Gospel-inspired boldness calls the church to justice

This story appears in the WOW2015 feature series. View the full series.

"What is needed now … is a gospel-inspired boldness that refuses to be silent and speaks out in a strong, loving voice to call the church to justice."  

So spoke Sheila Peiffer quoting the late Bill Callahan when she introduced a panel presentation Survivor Justice and Ending Violence Against Women, at the Women's Ordination Worldwide conference last month.

Peiffer is a former pastoral minister and current board member with the Women's Ordination Conference, the organization that hosted the international event held in Philadelphia September 18-20.  

One of the goals of the WOW 2015 conference, Peiffer said, was "to demonstrate the interconnection between the exclusion of women in ministry and the global damage the church does to the status and treatment of women and girls."

Four women panelists shared wrenching stories of intolerable injustice suffered at the hands of institutional Catholicism, but also, in Peiffer's words, stories "of wrongs righted, lives restored, and hope infused because of 'gospel inspired boldness.'"  

An unexpected subtext is the redemptive dynamic of reform that emerged when each woman refused to be silent in the face of injustice and abuse.


Barbara Blaine spoke of her middle school desire to be a priest and subsequent selection by her pastor to do odd jobs around the parish, including serving as a sacristan. She related being filled with "shame, guilt and disdain for my femininity" after being sexually abused by an assistant pastor: "He led me to believe it was my fault. My becoming a woman made me irresistible, I was only 12. Something bad in me caused the holy priest to sin. I hated being female."  
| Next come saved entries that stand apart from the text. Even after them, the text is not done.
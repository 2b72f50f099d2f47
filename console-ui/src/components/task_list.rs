use std::cell::Cell;
use std::collections::HashMap;
use std::rc::Rc;

use console_types::{TaskStatus, TaskSummary};
use dioxus::prelude::*;
use gloo_timers::future::TimeoutFuture;

use crate::api::fetch_tasks;
use crate::app::Route;
use crate::components::ProgressBar;
use crate::config::console_config;
use crate::progress::{ProgressBoard, ProgressTicket, ProgressUpdate};
use crate::stream::{drain_signals, new_signal_queue, open_task_stream, StreamSignal, TaskStreamRuntime};

#[component]
pub fn TaskListPage() -> Element {
    let mut tasks = use_signal(Vec::<TaskSummary>::new);
    let mut loading = use_signal(|| true);
    let mut error = use_signal(|| None::<String>);
    let mut refresh_nonce = use_signal(|| 0u64);
    let mut board = use_signal(ProgressBoard::default);
    let mut runtimes = use_signal(HashMap::<i64, TaskStreamRuntime>::new);
    let signal_queue = use_hook(new_signal_queue::<ProgressTicket>);
    let mut pump_started = use_signal(|| false);
    let pump_alive = use_hook(|| Rc::new(Cell::new(true)));

    {
        let pump_alive = pump_alive.clone();
        use_drop(move || {
            pump_alive.set(false);
            let closed: Vec<TaskStreamRuntime> = runtimes.write().drain().map(|(_, rt)| rt).collect();
            for runtime in closed {
                runtime.close();
            }
        });
    }

    // Load (and reload) the task list
    use_effect(move || {
        let nonce = refresh_nonce();
        spawn(async move {
            match fetch_tasks().await {
                Ok(list) => {
                    dioxus_logger::tracing::debug!("Loaded {} tasks (refresh {})", list.len(), nonce);
                    tasks.set(list);
                    error.set(None);
                }
                Err(e) => {
                    dioxus_logger::tracing::error!("Failed to fetch tasks: {}", e);
                    error.set(Some(e.to_string()));
                }
            }
            loading.set(false);
        });
    });

    // Keep one progress subscription per in-progress task
    {
        let signal_queue = signal_queue.clone();
        use_effect(move || {
            let in_progress: Vec<i64> = tasks
                .read()
                .iter()
                .filter(|task| task.status().is_running())
                .map(|task| task.id)
                .collect();
            let plan = board.peek().reconcile(&in_progress);

            for task_id in plan.close {
                board.write().untrack(task_id);
                if let Some(runtime) = runtimes.write().remove(&task_id) {
                    runtime.close();
                }
            }

            for task_id in plan.open {
                let ticket = board.write().track(task_id);
                let queue = signal_queue.clone();
                let url = console_config().task_stream_url(task_id);
                match open_task_stream(&url, move |signal| {
                    queue.borrow_mut().push_back((ticket, signal));
                }) {
                    Ok(runtime) => {
                        runtimes.write().insert(task_id, runtime);
                    }
                    Err(e) => {
                        dioxus_logger::tracing::error!(
                            "Progress stream for task {} failed to open: {}",
                            task_id,
                            e
                        );
                        board.write().transport_failed(&ticket);
                    }
                }
            }
        });
    }

    // Drain stream signals into the board
    {
        let signal_queue = signal_queue.clone();
        let pump_alive = pump_alive.clone();
        use_effect(move || {
            if pump_started() {
                return;
            }
            pump_started.set(true);

            let signal_queue = signal_queue.clone();
            let pump_alive = pump_alive.clone();
            spawn(async move {
                while pump_alive.get() {
                    for (ticket, signal) in drain_signals(&signal_queue) {
                        let close = match signal {
                            StreamSignal::Opened => false,
                            StreamSignal::Message(data) => {
                                let update = board.write().apply(&ticket, &data);
                                match update {
                                    ProgressUpdate::Finished | ProgressUpdate::Ended => {
                                        dioxus_logger::tracing::info!(
                                            "Task {} stream closed ({:?}), refreshing list",
                                            ticket.task_id,
                                            update
                                        );
                                        let next = *refresh_nonce.peek() + 1;
                                        refresh_nonce.set(next);
                                        true
                                    }
                                    ProgressUpdate::Updated(_)
                                    | ProgressUpdate::Unchanged
                                    | ProgressUpdate::Dropped
                                    | ProgressUpdate::Stale => false,
                                }
                            }
                            StreamSignal::Failed(_) => board.write().transport_failed(&ticket),
                        };
                        if close {
                            if let Some(runtime) = runtimes.write().remove(&ticket.task_id) {
                                runtime.close();
                            }
                        }
                    }
                    TimeoutFuture::new(16).await;
                }
            });
        });
    }

    rsx! {
        div {
            style: "max-width: 64rem; margin: 0 auto; padding: 1.5rem;",
            div {
                style: "display: flex; align-items: center; justify-content: space-between; margin-bottom: 1rem;",
                h1 { style: "font-size: 1.25rem; font-weight: 600;", "Tasks" }
                button {
                    style: "padding: 0.375rem 0.75rem; background: #374151; color: white; border: none; border-radius: 0.375rem; cursor: pointer;",
                    onclick: move |_| {
                        let next = *refresh_nonce.peek() + 1;
                        refresh_nonce.set(next);
                    },
                    "Refresh"
                }
            }

            if let Some(message) = error() {
                div {
                    style: "padding: 0.75rem; margin-bottom: 1rem; background: #7f1d1d; color: #fecaca; border-radius: 0.375rem; font-size: 0.875rem;",
                    "{message}"
                }
            }

            if loading() && tasks.read().is_empty() {
                div { style: "color: #9ca3af;", "Loading tasks..." }
            } else if tasks.read().is_empty() {
                div { style: "color: #6b7280;", "No tasks yet." }
            } else {
                div {
                    style: "display: flex; flex-direction: column; gap: 0.5rem;",
                    for task in tasks.read().iter().cloned() {
                        TaskRow {
                            key: "{task.id}",
                            progress: board.read().progress(task.id),
                            task,
                        }
                    }
                }
            }
        }
    }
}

#[component]
fn TaskRow(task: TaskSummary, progress: u8) -> Element {
    let status = task.status();
    let color = status_color(&status);

    rsx! {
        Link {
            to: Route::TaskDetailPage { task_id: task.id },
            div {
                style: "display: flex; align-items: center; gap: 1rem; padding: 0.75rem 1rem; background: #1f2937; border-radius: 0.5rem; color: #f3f4f6;",
                span { style: "color: #6b7280; font-family: monospace;", "#{task.id}" }
                span { style: "flex: 1;", "{task.title}" }
                if status.is_running() {
                    ProgressBar { value: progress }
                }
                span {
                    style: "font-size: 0.75rem; padding: 0.125rem 0.5rem; border-radius: 9999px; background: {color}; color: white;",
                    "{status.as_str()}"
                }
            }
        }
    }
}

pub(crate) fn status_color(status: &TaskStatus) -> &'static str {
    match status {
        TaskStatus::Pending => "#6b7280",
        TaskStatus::InProgress => "#2563eb",
        TaskStatus::Completed => "#059669",
        TaskStatus::Failed => "#dc2626",
        TaskStatus::Cancelled => "#92400e",
        TaskStatus::Other(_) => "#4b5563",
    }
}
As a Catholic Worker in Chicago Blaine won a work study grant toward a Master's in Divinity from Catholic Theological Union, an experience she described as "bizarre:" "In order for me to have the privilege of sitting in class with the guys, among other things, I had to clean their bathrooms … being female left me doing the dirty work and had I been male, I would have had my whole tuition paid. "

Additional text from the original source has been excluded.